Prof. Flaviano Jiménez Jiménez

La pandemia dejó al descubierto la fragilidad del sistema educativo; la atención a distancia de los alumnos de educación básica oficial se hizo como se pudo, toda vez que no existía experiencia al respecto; la carencia de dispositivos electrónicos fue y es una seria limitante para el proceso enseñanza–aprendizaje en casa; y el factor económico, de un alto porcentaje de familias de los educandos, no contribuyó en la adquisición de computadoras y de conectividad. En síntesis, las condiciones fueron y son escasas para llevar a cabo la educación a distancia. Estas carencias trajeron como consecuencia un drástico retroceso de los estudiantes en cuanto a conocimientos (de dos años de escolaridad, según investigaciones) y, por otra parte, provocaron el abandono escolar de un alto porcentaje de educandos.

Como respuesta lógica, se esperaba que el Gobierno Federal (que es el que dispone de los recursos presupuestales) apoyaría al sector educativo con lo indispensable y con capacitaciones pertinentes, a los docentes, para implementar un proceso educativo con base en las nuevas tecnologías, no tan sólo por la pandemia, sino para modernizar, integralmente, el sistema educativo; y, de esta forma, elevar la calidad de la educación. De igual manera, se esperaban adecuaciones y mejoramientos en las instalaciones físicas de los planteles con el fin de evitar contagios de COVID-19 entre estudiantes y maestros. Sin embargo, los apoyos tecnológicos no han llegado ni llegarán durante esta administración; como tampoco se han hecho ni se harán remozamientos en las plantas físicas; porque en lugar de apoyos las prioridades del gobierno son acabar con programas y reducir los recursos del sector educativo.

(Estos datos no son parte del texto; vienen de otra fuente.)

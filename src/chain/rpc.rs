//! JSON-RPC implementation of the chain collaborators
//!
//! One provider per process. With a wallet attached it fills nonce, gas and
//! chain id and signs locally; without one it can only read and quote.

use super::{BalanceSource, SwapRequest, SwapRouter, UniswapV2Router, ERC20};
use crate::config::RpcConfig;
use crate::wallet::SecureWallet;
use crate::{Error, Result};
use alloy::primitives::{Address, TxHash, U256};
use alloy::providers::{DynProvider, Provider, ProviderBuilder};
use async_trait::async_trait;

/// Chain access over HTTP JSON-RPC
#[derive(Clone)]
pub struct RpcChain {
    provider: DynProvider,
    router: Address,
    can_sign: bool,
}

impl RpcChain {
    /// Provider that signs with `wallet`
    pub fn with_wallet(rpc: &RpcConfig, router: Address, wallet: &SecureWallet) -> Result<Self> {
        let url = rpc.parsed_url()?;
        let provider = ProviderBuilder::new()
            .wallet(wallet.wallet().clone())
            .connect_http(url)
            .erased();

        Ok(Self {
            provider,
            router,
            can_sign: true,
        })
    }

    /// Read-only provider: balances and quotes, no submissions
    pub fn read_only(rpc: &RpcConfig, router: Address) -> Result<Self> {
        let url = rpc.parsed_url()?;
        let provider = ProviderBuilder::new().connect_http(url).erased();

        Ok(Self {
            provider,
            router,
            can_sign: false,
        })
    }
}

#[async_trait]
impl BalanceSource for RpcChain {
    async fn native_balance(&self, owner: Address) -> Result<U256> {
        self.provider
            .get_balance(owner)
            .await
            .map_err(|e| Error::BalanceRead(format!("native balance of {}: {}", owner, e)))
    }

    async fn token_balance(&self, token: Address, owner: Address) -> Result<U256> {
        let erc20 = ERC20::new(token, self.provider.clone());
        erc20
            .balanceOf(owner)
            .call()
            .await
            .map_err(|e| Error::BalanceRead(format!("balanceOf on {}: {}", token, e)))
    }
}

#[async_trait]
impl SwapRouter for RpcChain {
    async fn get_amounts_out(&self, amount_in: U256, path: &[Address]) -> Result<Vec<U256>> {
        let router = UniswapV2Router::new(self.router, self.provider.clone());
        router
            .getAmountsOut(amount_in, path.to_vec())
            .call()
            .await
            .map_err(|e| Error::Quote(e.to_string()))
    }

    async fn swap_exact_tokens_for_tokens(&self, request: &SwapRequest) -> Result<TxHash> {
        if !self.can_sign {
            return Err(Error::Submission(
                "no signing wallet configured (read-only provider)".to_string(),
            ));
        }

        let router = UniswapV2Router::new(self.router, self.provider.clone());
        let pending = router
            .swapExactTokensForTokens(
                request.amount_in,
                request.amount_out_min,
                request.path.clone(),
                request.to,
                U256::from(request.deadline),
            )
            .send()
            .await
            .map_err(|e| Error::Submission(e.to_string()))?;

        Ok(*pending.tx_hash())
    }
}
//! Market data: token universe and price history
//!
//! The [`MarketData`] trait is the seam the pipeline depends on. The
//! production source is [`CoinGeckoClient`], which degrades provider failures
//! to empty results so that one token's data outage never aborts a run.

mod coingecko;

pub use coingecko::CoinGeckoClient;

use crate::tokens::Token;
use crate::Result;
use async_trait::async_trait;
use serde::{Deserialize, Serialize};

/// One price sample
#[derive(Debug, Clone, Copy, PartialEq, Serialize, Deserialize)]
pub struct PricePoint {
    pub timestamp_ms: i64,
    pub price: f64,
}

/// Price samples ascending by timestamp over a trailing window
#[derive(Debug, Clone, Default, PartialEq, Serialize, Deserialize)]
pub struct PriceSeries {
    points: Vec<PricePoint>,
}

impl PriceSeries {
    pub fn new(mut points: Vec<PricePoint>) -> Self {
        points.sort_by_key(|p| p.timestamp_ms);
        Self { points }
    }

    pub fn empty() -> Self {
        Self::default()
    }

    /// Build a series from bare prices, one sample per hour ending now-ish.
    /// Handy for fixtures and the CLI.
    pub fn from_prices(prices: &[f64]) -> Self {
        let points = prices
            .iter()
            .enumerate()
            .map(|(i, &price)| PricePoint {
                timestamp_ms: i as i64 * 3_600_000,
                price,
            })
            .collect();
        Self { points }
    }

    pub fn points(&self) -> &[PricePoint] {
        &self.points
    }

    pub fn prices(&self) -> impl Iterator<Item = f64> + '_ {
        self.points.iter().map(|p| p.price)
    }

    pub fn last(&self) -> Option<&PricePoint> {
        self.points.last()
    }

    pub fn len(&self) -> usize {
        self.points.len()
    }

    pub fn is_empty(&self) -> bool {
        self.points.is_empty()
    }
}

/// Source of the token universe and price history
#[async_trait]
pub trait MarketData: Send + Sync {
    /// Top tokens by volume in `category`, at most `limit`, in provider order.
    ///
    /// An `Err` here means the universe cannot be obtained at all and aborts
    /// the run. Transient provider failures should come back as `Ok(vec![])`.
    async fn list_top_tokens(&self, limit: u32, category: &str) -> Result<Vec<Token>>;

    /// Price history for `token_id` over the trailing `window_days`
    async fn fetch_price_history(&self, token_id: &str, window_days: u32) -> Result<PriceSeries>;
}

También se esperaba que la Secretaría de Educación implementara programas para superar el rezago educativo y para recuperar a los alumnos que abandonaron la escuela. Nada de esto se ha hecho y, tal vez, no se haga; porque el interés no está en la educación, sino en la política y en las elecciones.

Como una forma de subsanar lo anterior, el GobiernoFederal, a través de la Secretaría de Educación, en lugar de brindar apoyos presupuestales para mejorar la atención educativa de los estudiantes, optó por lo más fácil: ordenar la aprobación de todos los alumnos de educación básica, incluyendo, principalmente, a los que no asistieron a clases y a los que no mostraron aprendizajes por no realizar actividades ni trabajos señalados en los programas de estudio. Tal vez haya padres de familia que sientan gratitud por esta medida populista; sin embargo, deberían darse cuenta que, con el tiempo y ante los hechos, resultará peor; porque certificar la ignorancia no es ninguna garantía para el desarrollo personal de los estudiantes ni bienestar para las familias ni para la sociedad.

Con la medida en comento, se puede caer en severas consecuencias negativas, pues, cada vez más bajarán los niveles de aprendizaje; los alumnos que hoy hacen esfuerzos por estudiar y superarse, muchos de éstos perderán interés en los aprendizajes y hasta pueden dejar de asistir a la escuela, con regularidad, por la falta de seriedad en el proceso educacional del sistema escolar; y en los docentes, también puede haber desánimo debido a que no se respetan las estrategias de la enseñanza y porque tampoco se respetan los criterios de la evaluación que se establecen desde el principio del ciclo escolar; entre otras cosas.

Ante este penoso panorama, queda el recurso de acudir al vigor profesional de cada maestra y de cada maestro para que con vocación, determinación, entusiasmo, perseverancia, fervor, firmeza y pasión de educadora y de educador, puedan superar las adversidades que ensombrecen el ámbito educativo; pues como se mostró antaño: “Ahí donde palpita el corazón de un auténtico maestro, ahí la Patria está a salvo”; pero se necesita quién los acompañe.